:: TRY IT ::
If a line in the listing contains "received", copy it out whole.

:: GIVEN RECORDS ::
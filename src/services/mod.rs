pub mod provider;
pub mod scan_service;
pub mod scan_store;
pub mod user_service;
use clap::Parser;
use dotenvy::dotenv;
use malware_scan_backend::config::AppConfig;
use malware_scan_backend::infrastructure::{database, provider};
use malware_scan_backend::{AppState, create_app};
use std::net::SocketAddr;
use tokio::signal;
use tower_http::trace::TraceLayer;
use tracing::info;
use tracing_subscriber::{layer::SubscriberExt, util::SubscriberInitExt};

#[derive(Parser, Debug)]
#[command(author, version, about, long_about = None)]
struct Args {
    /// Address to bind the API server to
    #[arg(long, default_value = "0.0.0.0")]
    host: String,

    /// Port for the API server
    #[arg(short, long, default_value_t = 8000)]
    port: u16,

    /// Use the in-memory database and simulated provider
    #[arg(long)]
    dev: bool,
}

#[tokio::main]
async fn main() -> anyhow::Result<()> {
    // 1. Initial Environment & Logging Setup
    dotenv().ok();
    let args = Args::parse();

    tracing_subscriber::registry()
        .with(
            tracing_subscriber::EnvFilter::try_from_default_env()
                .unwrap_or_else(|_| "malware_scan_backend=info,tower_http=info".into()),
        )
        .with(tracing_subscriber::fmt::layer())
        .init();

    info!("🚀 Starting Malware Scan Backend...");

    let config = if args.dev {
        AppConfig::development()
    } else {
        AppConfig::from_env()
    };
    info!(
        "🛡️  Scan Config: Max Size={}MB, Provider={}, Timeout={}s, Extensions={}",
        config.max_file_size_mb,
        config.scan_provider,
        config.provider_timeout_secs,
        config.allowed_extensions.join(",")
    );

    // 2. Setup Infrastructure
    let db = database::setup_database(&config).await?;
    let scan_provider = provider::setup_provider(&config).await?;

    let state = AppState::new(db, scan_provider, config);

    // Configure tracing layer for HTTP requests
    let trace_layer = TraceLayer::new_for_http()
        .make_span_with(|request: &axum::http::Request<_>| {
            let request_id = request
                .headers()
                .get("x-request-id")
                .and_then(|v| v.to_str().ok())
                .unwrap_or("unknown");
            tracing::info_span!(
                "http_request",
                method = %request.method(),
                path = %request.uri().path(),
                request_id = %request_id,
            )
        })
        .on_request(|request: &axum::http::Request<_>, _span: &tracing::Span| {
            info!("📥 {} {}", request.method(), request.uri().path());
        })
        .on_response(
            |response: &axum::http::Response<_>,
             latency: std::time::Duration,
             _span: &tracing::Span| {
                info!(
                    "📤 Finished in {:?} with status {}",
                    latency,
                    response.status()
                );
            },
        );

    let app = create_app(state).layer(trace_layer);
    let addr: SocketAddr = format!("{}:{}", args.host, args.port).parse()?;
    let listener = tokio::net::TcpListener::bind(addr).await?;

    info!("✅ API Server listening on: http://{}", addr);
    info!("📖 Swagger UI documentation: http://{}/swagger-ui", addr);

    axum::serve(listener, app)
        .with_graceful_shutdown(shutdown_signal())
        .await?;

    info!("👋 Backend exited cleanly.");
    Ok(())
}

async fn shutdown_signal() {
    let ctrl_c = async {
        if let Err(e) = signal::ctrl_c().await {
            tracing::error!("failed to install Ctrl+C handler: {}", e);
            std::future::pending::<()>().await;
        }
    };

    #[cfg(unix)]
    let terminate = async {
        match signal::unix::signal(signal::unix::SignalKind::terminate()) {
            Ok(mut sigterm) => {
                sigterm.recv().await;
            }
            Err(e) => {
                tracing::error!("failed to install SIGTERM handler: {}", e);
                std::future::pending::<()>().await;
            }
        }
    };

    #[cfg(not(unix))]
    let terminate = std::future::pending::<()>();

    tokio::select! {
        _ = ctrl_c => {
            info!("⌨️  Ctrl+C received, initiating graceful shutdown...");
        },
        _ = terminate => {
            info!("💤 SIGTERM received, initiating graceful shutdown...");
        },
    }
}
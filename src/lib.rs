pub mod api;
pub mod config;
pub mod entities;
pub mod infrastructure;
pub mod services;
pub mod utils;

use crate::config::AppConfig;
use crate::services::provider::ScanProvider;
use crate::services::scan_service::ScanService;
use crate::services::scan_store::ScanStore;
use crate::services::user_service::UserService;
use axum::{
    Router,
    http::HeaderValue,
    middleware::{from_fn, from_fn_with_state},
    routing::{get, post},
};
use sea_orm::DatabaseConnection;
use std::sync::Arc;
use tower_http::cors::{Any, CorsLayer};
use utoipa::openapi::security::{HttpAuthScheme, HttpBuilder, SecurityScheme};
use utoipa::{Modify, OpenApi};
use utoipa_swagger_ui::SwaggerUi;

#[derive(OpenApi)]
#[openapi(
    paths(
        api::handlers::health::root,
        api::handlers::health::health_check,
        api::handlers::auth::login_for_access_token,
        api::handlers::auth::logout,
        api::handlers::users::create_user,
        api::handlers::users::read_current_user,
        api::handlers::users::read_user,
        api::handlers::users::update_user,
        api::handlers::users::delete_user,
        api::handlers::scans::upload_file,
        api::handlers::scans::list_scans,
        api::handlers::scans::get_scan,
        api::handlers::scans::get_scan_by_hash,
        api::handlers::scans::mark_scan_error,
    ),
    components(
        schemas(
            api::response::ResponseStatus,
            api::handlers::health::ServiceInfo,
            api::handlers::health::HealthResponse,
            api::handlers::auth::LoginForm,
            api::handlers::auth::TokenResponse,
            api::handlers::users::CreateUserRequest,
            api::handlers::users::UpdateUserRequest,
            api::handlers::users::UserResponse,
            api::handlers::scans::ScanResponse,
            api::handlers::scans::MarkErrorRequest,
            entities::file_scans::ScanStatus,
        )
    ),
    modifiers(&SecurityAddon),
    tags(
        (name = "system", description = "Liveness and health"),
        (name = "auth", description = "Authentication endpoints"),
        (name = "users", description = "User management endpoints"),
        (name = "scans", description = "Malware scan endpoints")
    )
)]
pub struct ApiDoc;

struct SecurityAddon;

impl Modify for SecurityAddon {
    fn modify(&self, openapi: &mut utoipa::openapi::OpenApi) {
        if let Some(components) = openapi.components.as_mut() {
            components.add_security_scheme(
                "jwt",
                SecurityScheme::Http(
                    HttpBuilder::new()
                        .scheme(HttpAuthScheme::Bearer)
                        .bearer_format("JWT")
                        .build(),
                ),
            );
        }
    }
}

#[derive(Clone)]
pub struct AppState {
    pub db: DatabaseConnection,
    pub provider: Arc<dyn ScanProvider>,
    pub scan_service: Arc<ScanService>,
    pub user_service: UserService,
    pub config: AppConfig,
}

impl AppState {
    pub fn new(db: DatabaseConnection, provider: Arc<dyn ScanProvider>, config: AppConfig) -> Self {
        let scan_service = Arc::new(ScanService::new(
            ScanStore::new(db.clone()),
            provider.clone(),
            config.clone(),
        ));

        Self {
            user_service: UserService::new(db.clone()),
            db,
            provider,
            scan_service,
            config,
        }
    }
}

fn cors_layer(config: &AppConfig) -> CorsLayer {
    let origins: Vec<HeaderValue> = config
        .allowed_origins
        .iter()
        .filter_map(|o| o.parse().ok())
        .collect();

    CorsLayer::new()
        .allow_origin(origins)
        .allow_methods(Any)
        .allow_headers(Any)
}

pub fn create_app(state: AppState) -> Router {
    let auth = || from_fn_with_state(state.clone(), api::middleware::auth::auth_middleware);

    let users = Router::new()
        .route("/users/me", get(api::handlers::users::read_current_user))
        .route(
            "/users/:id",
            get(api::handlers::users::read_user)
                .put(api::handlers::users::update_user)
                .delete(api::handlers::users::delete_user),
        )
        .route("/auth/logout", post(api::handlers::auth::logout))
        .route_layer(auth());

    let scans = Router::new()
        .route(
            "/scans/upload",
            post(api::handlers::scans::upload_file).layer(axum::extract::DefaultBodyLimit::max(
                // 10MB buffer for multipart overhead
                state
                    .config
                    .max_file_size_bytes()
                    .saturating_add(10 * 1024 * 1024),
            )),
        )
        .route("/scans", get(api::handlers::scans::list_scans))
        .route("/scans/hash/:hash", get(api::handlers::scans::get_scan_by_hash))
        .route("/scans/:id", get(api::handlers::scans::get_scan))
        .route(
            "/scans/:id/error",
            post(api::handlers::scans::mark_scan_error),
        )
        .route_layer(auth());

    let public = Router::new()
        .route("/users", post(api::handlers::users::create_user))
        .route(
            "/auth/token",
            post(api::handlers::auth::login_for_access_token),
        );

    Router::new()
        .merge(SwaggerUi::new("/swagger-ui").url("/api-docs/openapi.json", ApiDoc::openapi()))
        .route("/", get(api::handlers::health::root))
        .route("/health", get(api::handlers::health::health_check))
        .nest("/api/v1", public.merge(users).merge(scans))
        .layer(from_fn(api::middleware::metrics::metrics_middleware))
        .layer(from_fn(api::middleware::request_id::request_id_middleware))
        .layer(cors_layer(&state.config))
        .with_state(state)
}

:: EXERCISE RESULT ::
            info!("⌨️  Ctrl+C received, initiating graceful shutdown...");
            info!("💤 SIGTERM received, initiating graceful shutdown...");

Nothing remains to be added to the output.